The archeological site is unguarded you easily cross the wire fencing that is broken in several places and enter the area of he temple dedicated to Asclepius, the Greek got of medicine and healing. Before entering the atrium of the temple, a series of steps lead to the thermal spring, whose water still wells forth. The building is a small Hellenistic construction of the Doric order, dating from the 4th to the 3th century B.C. Low stone seating runs around the interior of the building and a Roman mosaic pavement from the first century A.D occupies much of the floorspace. A geometric symphony in black and white mosaic tesserae is set inside a beautiful spiral frame with different types of decorative panels. Without a doupt the most interesting panel is the central one: a thin labyrinth of lines with naturalistic drawings, a quail on a blue background, its tesserae feathers shading from beige to brown. On the western side, near the alter, there is a hollow that was probably meant for the sacred serpent, the symbol of medical science and a mandatory presence in every sanctuary since it was believed that snakes had healing powers.
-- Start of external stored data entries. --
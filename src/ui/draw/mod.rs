//! Drawing functions for the TUI
//!
//! This module contains all rendering logic:
//! - `board` - Group toolbar, card grid, current card, status bar
//! - `dialog` - Prompt and confirmation overlays

mod board;
mod dialog;

use ratatui::Frame;

use crate::app::{App, AppMode};

use board::draw_board;
use dialog::{draw_confirm, draw_prompt};

/// Main draw function
pub fn draw(f: &mut Frame, app: &mut App) {
    // Clone so the board can update the viewport on `app`
    let theme = app.theme().clone();
    draw_board(f, app, &theme);

    match app.mode() {
        AppMode::Board | AppMode::Exit => {}
        AppMode::Prompt { kind, input } => draw_prompt(f, kind.title(), input, &theme),
        AppMode::Confirm { question, .. } => draw_confirm(f, question, &theme),
    }
}
//! Card tile widget
//!
//! Renders one card as a small tile:
//! - Markers (edit selection on the left, drawn on the right)
//! - Label, centred by display width and coloured by suit
//! - 1-based position (dimmed), used when naming cards in prompts

use ratatui::{
    buffer::Buffer,
    layout::Rect,
    style::{Modifier, Style},
    widgets::Widget,
};
use unicode_width::{UnicodeWidthChar, UnicodeWidthStr};

use super::theme::Theme;

/// Height of a tile in lines
pub const TILE_HEIGHT: u16 = 3;

/// Card tile widget
pub struct CardTile<'a> {
    label: &'a str,
    position: usize,
    theme: &'a Theme,
    drawn: bool,
    current: bool,
    cursor: bool,
    selected: bool,
    drawn_marker: &'a str,
    selected_marker: &'a str,
}

impl<'a> CardTile<'a> {
    pub fn new(label: &'a str, position: usize, theme: &'a Theme) -> Self {
        Self {
            label,
            position,
            theme,
            drawn: false,
            current: false,
            cursor: false,
            selected: false,
            drawn_marker: "✓",
            selected_marker: "●",
        }
    }

    pub fn drawn(mut self, drawn: bool) -> Self {
        self.drawn = drawn;
        self
    }

    pub fn current(mut self, current: bool) -> Self {
        self.current = current;
        self
    }

    pub fn cursor(mut self, cursor: bool) -> Self {
        self.cursor = cursor;
        self
    }

    pub fn selected(mut self, selected: bool) -> Self {
        self.selected = selected;
        self
    }

    pub fn markers(mut self, drawn: &'a str, selected: &'a str) -> Self {
        self.drawn_marker = drawn;
        self.selected_marker = selected;
        self
    }
}

impl<'a> Widget for CardTile<'a> {
    fn render(self, area: Rect, buf: &mut Buffer) {
        if area.width == 0 || area.height == 0 {
            return;
        }

        let bg = if self.cursor {
            self.theme.cursor_bg
        } else {
            self.theme.background
        };
        buf.set_style(area, Style::default().bg(bg));

        let padding_x = 1u16;
        let inner_width = area.width.saturating_sub(padding_x * 2);
        if inner_width == 0 {
            return;
        }
        let inner_x = area.x + padding_x;
        let max_y = area.y + area.height;

        // Line 1: markers
        if self.selected {
            let style = Style::default().fg(self.theme.selection).bg(bg);
            buf.set_string(inner_x, area.y, self.selected_marker, style);
        }
        if self.drawn {
            let marker_x = inner_x + inner_width.saturating_sub(self.drawn_marker.width() as u16);
            let style = Style::default().fg(self.theme.dimmed).bg(bg);
            buf.set_string(marker_x, area.y, self.drawn_marker, style);
        }

        // Line 2: label
        let label_y = area.y + 1;
        if label_y < max_y {
            let mut style = if self.drawn {
                Style::default()
                    .fg(self.theme.dimmed_alt)
                    .add_modifier(Modifier::CROSSED_OUT)
            } else {
                Style::default().fg(self.theme.card_color(self.label))
            };
            if self.current {
                style = style.add_modifier(Modifier::BOLD | Modifier::UNDERLINED);
            }

            let text = truncate(self.label, inner_width as usize);
            let offset = (inner_width as usize).saturating_sub(text.width()) / 2;
            buf.set_string(inner_x + offset as u16, label_y, text, style.bg(bg));
        }

        // Line 3: position
        let pos_y = area.y + 2;
        if pos_y < max_y {
            let pos = self.position.to_string();
            let pos_x = inner_x + inner_width.saturating_sub(pos.width() as u16);
            let style = Style::default().fg(self.theme.dimmed_alt).bg(bg);
            buf.set_string(pos_x, pos_y, pos, style);
        }
    }
}

/// Truncate string to fit within max_width, adding ellipsis if needed
pub fn truncate(s: &str, max_width: usize) -> String {
    if s.width() <= max_width {
        return s.to_string();
    }
    if max_width <= 1 {
        return "…".to_string();
    }

    let mut result = String::new();
    let mut current_width = 0;
    for c in s.chars() {
        let char_width = c.width().unwrap_or(0);
        if current_width + char_width + 1 > max_width {
            break;
        }
        result.push(c);
        current_width += char_width;
    }
    result.push('…');
    result
}
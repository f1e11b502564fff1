use std::io::BufRead;
use std::sync::mpsc::{self, Receiver, RecvTimeoutError};
use std::time::Duration;

use tracing::warn;

use crate::landmark::{FrameRecord, LandmarkFrame};

/// Unified event type consumed by the frame loop
#[derive(Clone, Debug, PartialEq)]
pub enum FrameEvent {
    Frame(LandmarkFrame),
    /// A line of input that could not be parsed as a frame
    Malformed { line: usize, error: String },
    /// The pose source has no more frames
    EndOfStream,
    /// No frame arrived within the tick interval
    Idle,
}

/// Source of landmark frames (pose model output, recorded stream, etc.)
pub trait FrameSource: Send + 'static {
    /// Block for up to `timeout` waiting for an event.
    /// Returns Ok(event) if an event arrives before the timeout, or Err(Timeout) if it expires.
    fn recv_timeout(&self, timeout: Duration) -> Result<FrameEvent, RecvTimeoutError>;
}

/// Reads JSON-lines frames on a background thread
pub struct ReaderFrameSource {
    rx: Receiver<FrameEvent>,
}

impl ReaderFrameSource {
    /// `movenet` remaps 17-keypoint input into the 33-point numbering.
    pub fn new<R>(reader: R, movenet: bool) -> Self
    where
        R: BufRead + Send + 'static,
    {
        let (tx, rx) = mpsc::channel();

        std::thread::spawn(move || {
            for (idx, line) in reader.split(b'\n').enumerate() {
                let line_no = idx + 1;
                let bytes = match line {
                    Ok(bytes) => bytes,
                    Err(e) => {
                        warn!(line = line_no, error = %e, "frame stream read failed");
                        break;
                    }
                };
                let event = match String::from_utf8(bytes) {
                    Ok(text) if text.trim().is_empty() => continue,
                    Ok(text) => parse_line(line_no, &text, movenet),
                    Err(e) => FrameEvent::Malformed {
                        line: line_no,
                        error: e.to_string(),
                    },
                };
                if tx.send(event).is_err() {
                    return;
                }
            }
            let _ = tx.send(FrameEvent::EndOfStream);
        });

        Self { rx }
    }
}

fn parse_line(line_no: usize, text: &str, movenet: bool) -> FrameEvent {
    match serde_json::from_str::<FrameRecord>(text) {
        Ok(record) => FrameEvent::Frame(record.into_frame(movenet)),
        Err(e) => FrameEvent::Malformed {
            line: line_no,
            error: e.to_string(),
        },
    }
}

impl FrameSource for ReaderFrameSource {
    fn recv_timeout(&self, timeout: Duration) -> Result<FrameEvent, RecvTimeoutError> {
        self.rx.recv_timeout(timeout)
    }
}

/// Configurable ticker interface
pub trait Ticker: Send + Sync + 'static {
    fn interval(&self) -> Duration;
}

/// Fixed interval ticker
#[derive(Clone, Copy, Debug)]
pub struct FixedTicker {
    interval: Duration,
}

impl FixedTicker {
    pub fn new(interval: Duration) -> Self {
        Self { interval }
    }
}

impl Ticker for FixedTicker {
    fn interval(&self) -> Duration {
        self.interval
    }
}

/// Test frame source for unit tests
pub struct TestFrameSource {
    rx: Receiver<FrameEvent>,
}

impl TestFrameSource {
    pub fn new(rx: Receiver<FrameEvent>) -> Self {
        Self { rx }
    }
}

impl FrameSource for TestFrameSource {
    fn recv_timeout(&self, timeout: Duration) -> Result<FrameEvent, RecvTimeoutError> {
        self.rx.recv_timeout(timeout)
    }
}

/// Runner that advances the frame loop one event at a time
pub struct Runner<S: FrameSource, T: Ticker> {
    source: S,
    ticker: T,
}

impl<S: FrameSource, T: Ticker> Runner<S, T> {
    pub fn new(source: S, ticker: T) -> Self {
        Self { source, ticker }
    }

    /// Blocks up to tick interval and returns the next event, Idle on timeout,
    /// or EndOfStream once the source has gone away
    pub fn step(&self) -> FrameEvent {
        match self.source.recv_timeout(self.ticker.interval()) {
            Ok(ev) => ev,
            Err(RecvTimeoutError::Timeout) => FrameEvent::Idle,
            Err(RecvTimeoutError::Disconnected) => FrameEvent::EndOfStream,
        }
    }
}
// Library surface for the binary, integration tests and embedding hosts.
// The engine modules (angles through session) do no I/O; config, runtime and
// store are host-side plumbing.
pub mod angles;
pub mod app_dirs;
pub mod config;
pub mod error;
pub mod landmark;
pub mod posture;
pub mod profile;
pub mod repetition;
pub mod runtime;
pub mod scoring;
pub mod session;
pub mod store;
pub mod util;

pub use error::{EngineError, StoreError};
pub use landmark::{Landmark, LandmarkFrame};
pub use posture::Posture;
pub use profile::{ExerciseProfile, ProfileCatalog};
pub use session::{Feedback, RepetitionRecord, SessionAggregator, SessionSummary, StateEvent};

/// How long the frame loop waits for a frame before reporting idle.
pub const TICK_RATE_MS: u64 = 100;
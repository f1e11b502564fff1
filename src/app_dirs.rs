use directories::ProjectDirs;
use std::path::PathBuf;

/// Centralized application directory resolution
pub struct AppDirs;

impl AppDirs {
    pub fn db_path() -> Option<PathBuf> {
        if let Ok(home) = std::env::var("HOME") {
            let state_dir = PathBuf::from(home)
                .join(".local")
                .join("state")
                .join("repcount");
            Some(state_dir.join("workouts.db"))
        } else {
            ProjectDirs::from("", "", "repcount")
                .map(|proj_dirs| proj_dirs.data_local_dir().join("workouts.db"))
        }
    }

    pub fn config_path() -> Option<PathBuf> {
        ProjectDirs::from("", "", "repcount").map(|pd| pd.config_dir().join("config.json"))
    }
}
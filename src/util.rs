pub fn mean(data: &[f64]) -> Option<f64> {
    let sum = data.iter().sum::<f64>();
    let count = data.len();

    match count {
        positive if positive > 0 => Some(sum / count as f64),
        _ => None,
    }
}

/// Population variance (divides by `n`, not `n - 1`).
pub fn variance(data: &[f64]) -> Option<f64> {
    match (mean(data), data.len()) {
        (Some(data_mean), count) if count > 0 => Some(
            data.iter()
                .map(|value| {
                    let diff = data_mean - *value;

                    diff * diff
                })
                .sum::<f64>()
                / count as f64,
        ),
        _ => None,
    }
}

pub fn round_to(value: f64, decimals: i32) -> f64 {
    let factor = 10_f64.powi(decimals);
    (value * factor).round() / factor
}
Fragments of twenty statues have been found here, as well as marble ornaments from a sacred road and a headless statue of Asclepius, that is now at the archeological museum of Chania. Near the temple is the church of Agios Kyrkos, that was built on the ruins of a basilica, with interesting fresco inside and more mosaics in the courtyard in front of the church.

To the west, on the hillside, there is an impressive necropolis of vaulted tombs, a burial ground that is perhaps of Cilician origin, similar to ruins excavated by archeologists in nearby Sougia. Now the trail widens out on a vast plain and leads in different directions. The European hiking trail continues to the west, crossing the hill and leading to Paleochora. To the east, the trail winds its way through a true archeological park with Corinthian capitals and columns lying on the ground, taking hikers to a small beach of white pebbles. The bright sunlight and the breeze animate the surface of the sea with countless sparkles of light. Despite the fairly brisk temperature you indulge ourselves in a dip in the sea, swimming out to the high cavernous wall of the bay. A boat appears from behind the promontory, from the direction of Sougia it lands and a couple with a child disembark. Without a doubt this is the boat of “Capitan George”, who has obsessively advertised himself with posters all along your excursion, as though to reassure tired hikers that they can quickly return to Sougia by sea.
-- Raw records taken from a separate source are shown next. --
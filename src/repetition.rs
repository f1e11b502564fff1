//! Debounced posture state machine that detects completed repetitions.
//!
//! A repetition completes exactly on an honoured `FLEXED -> EXTENDED` edge.
//! Posture changes arriving sooner than `min_dwell_ms` after the last honoured
//! transition are dropped without touching state.

use crate::posture::Posture;
use tracing::{debug, trace};

#[derive(Debug, Clone, Copy, PartialEq, Eq)]
pub struct Transition {
    pub from: Posture,
    pub to: Posture,
    pub at_ms: u64,
}

impl Transition {
    pub fn completes_rep(&self) -> bool {
        self.from == Posture::Flexed && self.to == Posture::Extended
    }
}

#[derive(Debug, Clone, Copy, PartialEq, Eq)]
pub enum Step {
    /// Same posture as the stored one
    Unchanged,
    /// Posture changed inside the dwell window and was ignored
    Debounced,
    Transitioned(Transition),
}

impl Step {
    pub fn completes_rep(&self) -> bool {
        matches!(self, Step::Transitioned(t) if t.completes_rep())
    }
}

#[derive(Debug, Clone)]
pub struct RepStateMachine {
    current: Posture,
    previous: Option<Posture>,
    last_transition_ms: Option<u64>,
    min_dwell_ms: u64,
}

impl RepStateMachine {
    /// Fresh machine in the ready (`EXTENDED`) posture.
    pub fn new(min_dwell_ms: u64) -> Self {
        Self {
            current: Posture::Extended,
            previous: None,
            last_transition_ms: None,
            min_dwell_ms,
        }
    }

    pub fn current(&self) -> Posture {
        self.current
    }

    pub fn previous(&self) -> Option<Posture> {
        self.previous
    }

    pub fn last_transition_ms(&self) -> Option<u64> {
        self.last_transition_ms
    }

    /// Feed the posture classified for the frame captured at `now_ms`.
    ///
    /// The first observation anchors the dwell clock: the ready posture is
    /// considered entered at that instant.
    pub fn observe(&mut self, posture: Posture, now_ms: u64) -> Step {
        let anchor = *self.last_transition_ms.get_or_insert(now_ms);

        if posture == self.current {
            return Step::Unchanged;
        }

        let elapsed = now_ms.saturating_sub(anchor);
        if elapsed < self.min_dwell_ms {
            trace!(
                from = %self.current,
                to = %posture,
                elapsed_ms = elapsed,
                "posture change inside dwell window ignored"
            );
            return Step::Debounced;
        }

        let transition = Transition {
            from: self.current,
            to: posture,
            at_ms: now_ms,
        };
        self.previous = Some(self.current);
        self.current = posture;
        self.last_transition_ms = Some(now_ms);
        debug!(from = %transition.from, to = %transition.to, at_ms = now_ms, "posture transition");

        Step::Transitioned(transition)
    }
}
use crate::config::Config;
use crate::error::{EngineError, Result};
use crate::landmark::{
    LANDMARK_COUNT, LEFT_ANKLE, LEFT_ELBOW, LEFT_HIP, LEFT_KNEE, LEFT_SHOULDER, LEFT_WRIST,
    RIGHT_ANKLE, RIGHT_ELBOW, RIGHT_HIP, RIGHT_KNEE, RIGHT_SHOULDER, RIGHT_WRIST,
    VISIBILITY_FLOOR,
};
use itertools::Itertools;
use serde::{Deserialize, Serialize};
use std::collections::BTreeMap;

pub const DEFAULT_EXTENDED_THRESHOLD: f64 = 160.0;
pub const DEFAULT_FLEXED_THRESHOLD: f64 = 90.0;
pub const DEFAULT_MIN_DWELL_MS: u64 = 800;

/// A named joint angle measured at `vertex` between the rays to `first` and `third`.
#[derive(Debug, Clone, PartialEq, Serialize, Deserialize)]
pub struct AngleDefinition {
    pub name: String,
    pub first: usize,
    pub vertex: usize,
    pub third: usize,
}

impl AngleDefinition {
    pub fn new(name: &str, first: usize, vertex: usize, third: usize) -> Self {
        Self {
            name: name.to_string(),
            first,
            vertex,
            third,
        }
    }

    pub fn landmarks(&self) -> [usize; 3] {
        [self.first, self.vertex, self.third]
    }
}

/// Penalty tiers applied when the spread of the observed angles is large.
#[derive(Debug, Clone, Copy, PartialEq, Serialize, Deserialize)]
pub struct VariancePenalty {
    pub high_threshold: f64,
    pub high_penalty: u32,
    pub moderate_threshold: f64,
    pub moderate_penalty: u32,
}

impl Default for VariancePenalty {
    fn default() -> Self {
        Self {
            high_threshold: 100.0,
            high_penalty: 20,
            moderate_threshold: 50.0,
            moderate_penalty: 10,
        }
    }
}

/// Static description of how one exercise is measured and scored.
#[derive(Debug, Clone, PartialEq, Serialize, Deserialize)]
pub struct ExerciseProfile {
    pub id: String,
    #[serde(default)]
    pub name: String,
    pub angles: Vec<AngleDefinition>,
    #[serde(default = "default_extended")]
    pub extended_threshold: f64,
    #[serde(default = "default_flexed")]
    pub flexed_threshold: f64,
    /// Bilateral angle pairs compared by the symmetry check
    #[serde(default)]
    pub symmetry_pairs: Vec<(String, String)>,
    #[serde(default)]
    pub symmetry_tolerance: f64,
    #[serde(default)]
    pub symmetry_penalty: u32,
    #[serde(default)]
    pub variance_penalty: VariancePenalty,
    #[serde(default = "default_dwell")]
    pub min_dwell_ms: u64,
    #[serde(default = "default_floor")]
    pub visibility_floor: f64,
}

fn default_extended() -> f64 {
    DEFAULT_EXTENDED_THRESHOLD
}

fn default_flexed() -> f64 {
    DEFAULT_FLEXED_THRESHOLD
}

fn default_dwell() -> u64 {
    DEFAULT_MIN_DWELL_MS
}

fn default_floor() -> f64 {
    VISIBILITY_FLOOR
}

impl ExerciseProfile {
    fn elbow_cycle(id: &str, name: &str, tolerance: f64, penalty: u32) -> Self {
        Self {
            id: id.to_string(),
            name: name.to_string(),
            angles: vec![
                AngleDefinition::new("left_elbow", LEFT_SHOULDER, LEFT_ELBOW, LEFT_WRIST),
                AngleDefinition::new("right_elbow", RIGHT_SHOULDER, RIGHT_ELBOW, RIGHT_WRIST),
            ],
            extended_threshold: DEFAULT_EXTENDED_THRESHOLD,
            flexed_threshold: DEFAULT_FLEXED_THRESHOLD,
            symmetry_pairs: vec![("left_elbow".into(), "right_elbow".into())],
            symmetry_tolerance: tolerance,
            symmetry_penalty: penalty,
            variance_penalty: VariancePenalty::default(),
            min_dwell_ms: DEFAULT_MIN_DWELL_MS,
            visibility_floor: VISIBILITY_FLOOR,
        }
    }

    pub fn pushup() -> Self {
        Self::elbow_cycle("pushup", "Push-ups", 20.0, 15)
    }

    pub fn pullup() -> Self {
        Self::elbow_cycle("pullup", "Pull-ups", 25.0, 20)
    }

    pub fn squat() -> Self {
        Self {
            id: "squat".to_string(),
            name: "Squats".to_string(),
            angles: vec![
                AngleDefinition::new("left_knee", LEFT_HIP, LEFT_KNEE, LEFT_ANKLE),
                AngleDefinition::new("right_knee", RIGHT_HIP, RIGHT_KNEE, RIGHT_ANKLE),
            ],
            extended_threshold: DEFAULT_EXTENDED_THRESHOLD,
            flexed_threshold: DEFAULT_FLEXED_THRESHOLD,
            symmetry_pairs: vec![("left_knee".into(), "right_knee".into())],
            symmetry_tolerance: 15.0,
            symmetry_penalty: 15,
            variance_penalty: VariancePenalty::default(),
            min_dwell_ms: DEFAULT_MIN_DWELL_MS,
            visibility_floor: VISIBILITY_FLOOR,
        }
    }

    pub fn builtins() -> Vec<Self> {
        vec![Self::pushup(), Self::squat(), Self::pullup()]
    }

    pub fn display_name(&self) -> &str {
        if self.name.is_empty() {
            &self.id
        } else {
            &self.name
        }
    }

    /// Reject profiles that cannot be measured or classified.
    pub fn validate(&self) -> Result<()> {
        let invalid = |msg: String| Err(EngineError::InvalidProfile(msg));

        if self.id.trim().is_empty() {
            return invalid("exercise identifier is empty".into());
        }
        if self.angles.is_empty() {
            return invalid(format!("{}: no angle definitions", self.id));
        }
        if let Some(dup) = self.angles.iter().map(|a| a.name.as_str()).duplicates().next() {
            return invalid(format!("{}: duplicate angle name '{}'", self.id, dup));
        }
        for def in &self.angles {
            if let Some(bad) = def.landmarks().into_iter().find(|&id| id >= LANDMARK_COUNT) {
                return invalid(format!(
                    "{}: angle '{}' references unknown landmark {}",
                    self.id, def.name, bad
                ));
            }
            if def.first == def.vertex || def.third == def.vertex {
                return invalid(format!(
                    "{}: angle '{}' reuses its vertex as an outer point",
                    self.id, def.name
                ));
            }
        }

        let in_range = |t: f64| t.is_finite() && (0.0..=180.0).contains(&t);
        if !in_range(self.extended_threshold) || !in_range(self.flexed_threshold) {
            return invalid(format!("{}: thresholds must lie in [0, 180]", self.id));
        }
        if self.flexed_threshold >= self.extended_threshold {
            return invalid(format!(
                "{}: flexed threshold {} must be below extended threshold {}",
                self.id, self.flexed_threshold, self.extended_threshold
            ));
        }

        for (left, right) in &self.symmetry_pairs {
            for side in [left, right] {
                if !self.angles.iter().any(|a| &a.name == side) {
                    return invalid(format!(
                        "{}: symmetry pair references undefined angle '{}'",
                        self.id, side
                    ));
                }
            }
        }
        if !self.symmetry_tolerance.is_finite() || self.symmetry_tolerance < 0.0 {
            return invalid(format!("{}: symmetry tolerance must be >= 0", self.id));
        }
        let tiers = &self.variance_penalty;
        if !tiers.high_threshold.is_finite()
            || !tiers.moderate_threshold.is_finite()
            || tiers.moderate_threshold < 0.0
        {
            return invalid(format!("{}: variance thresholds must be finite and >= 0", self.id));
        }
        if tiers.moderate_threshold > tiers.high_threshold {
            return invalid(format!(
                "{}: moderate variance threshold {} exceeds high threshold {}",
                self.id, tiers.moderate_threshold, tiers.high_threshold
            ));
        }
        if !(0.0..1.0).contains(&self.visibility_floor) {
            return invalid(format!("{}: visibility floor must lie in [0, 1)", self.id));
        }

        Ok(())
    }
}

/// Profiles available to the host, keyed by exercise identifier.
#[derive(Debug, Clone)]
pub struct ProfileCatalog {
    profiles: BTreeMap<String, ExerciseProfile>,
}

impl ProfileCatalog {
    pub fn builtin() -> Self {
        Self {
            profiles: ExerciseProfile::builtins()
                .into_iter()
                .map(|p| (p.id.clone(), p))
                .collect(),
        }
    }

    /// Built-ins tuned by the config's global settings, then replaced by any
    /// custom profile carrying the same identifier.
    pub fn from_config(config: &Config) -> Self {
        let mut catalog = Self::builtin();
        for profile in catalog.profiles.values_mut() {
            profile.min_dwell_ms = config.min_dwell_ms;
            profile.visibility_floor = config.visibility_floor;
        }
        for custom in &config.profiles {
            catalog.insert(custom.clone());
        }
        catalog
    }

    pub fn insert(&mut self, profile: ExerciseProfile) {
        self.profiles.insert(profile.id.to_lowercase(), profile);
    }

    pub fn get(&self, id: &str) -> Result<&ExerciseProfile> {
        self.profiles
            .get(&id.to_lowercase())
            .ok_or_else(|| EngineError::UnknownExercise(id.to_string()))
    }

    pub fn ids(&self) -> impl Iterator<Item = &str> {
        self.profiles.keys().map(String::as_str)
    }
}

impl Default for ProfileCatalog {
    fn default() -> Self {
        Self::builtin()
    }
}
A few meters inland from the shore, slightly to the side, there is the chapel of Panagia – the Virgin – embedded in the ground. Its façade of naked stone is embellished with insertions that are clearly of Roman origin, pieces of entablature and a fragment of a sarcophagus from Asia Minor with the head of a Medusa. The osmosis between Roman Hellenistic paganism and Christianity is complete.

You start back the way you came, accompanied by bright sunlight and a brisk breeze. Our pilgrimage only lasted an afternoon, but we are well satisfied with this happy combination of hiking, sea and archeology.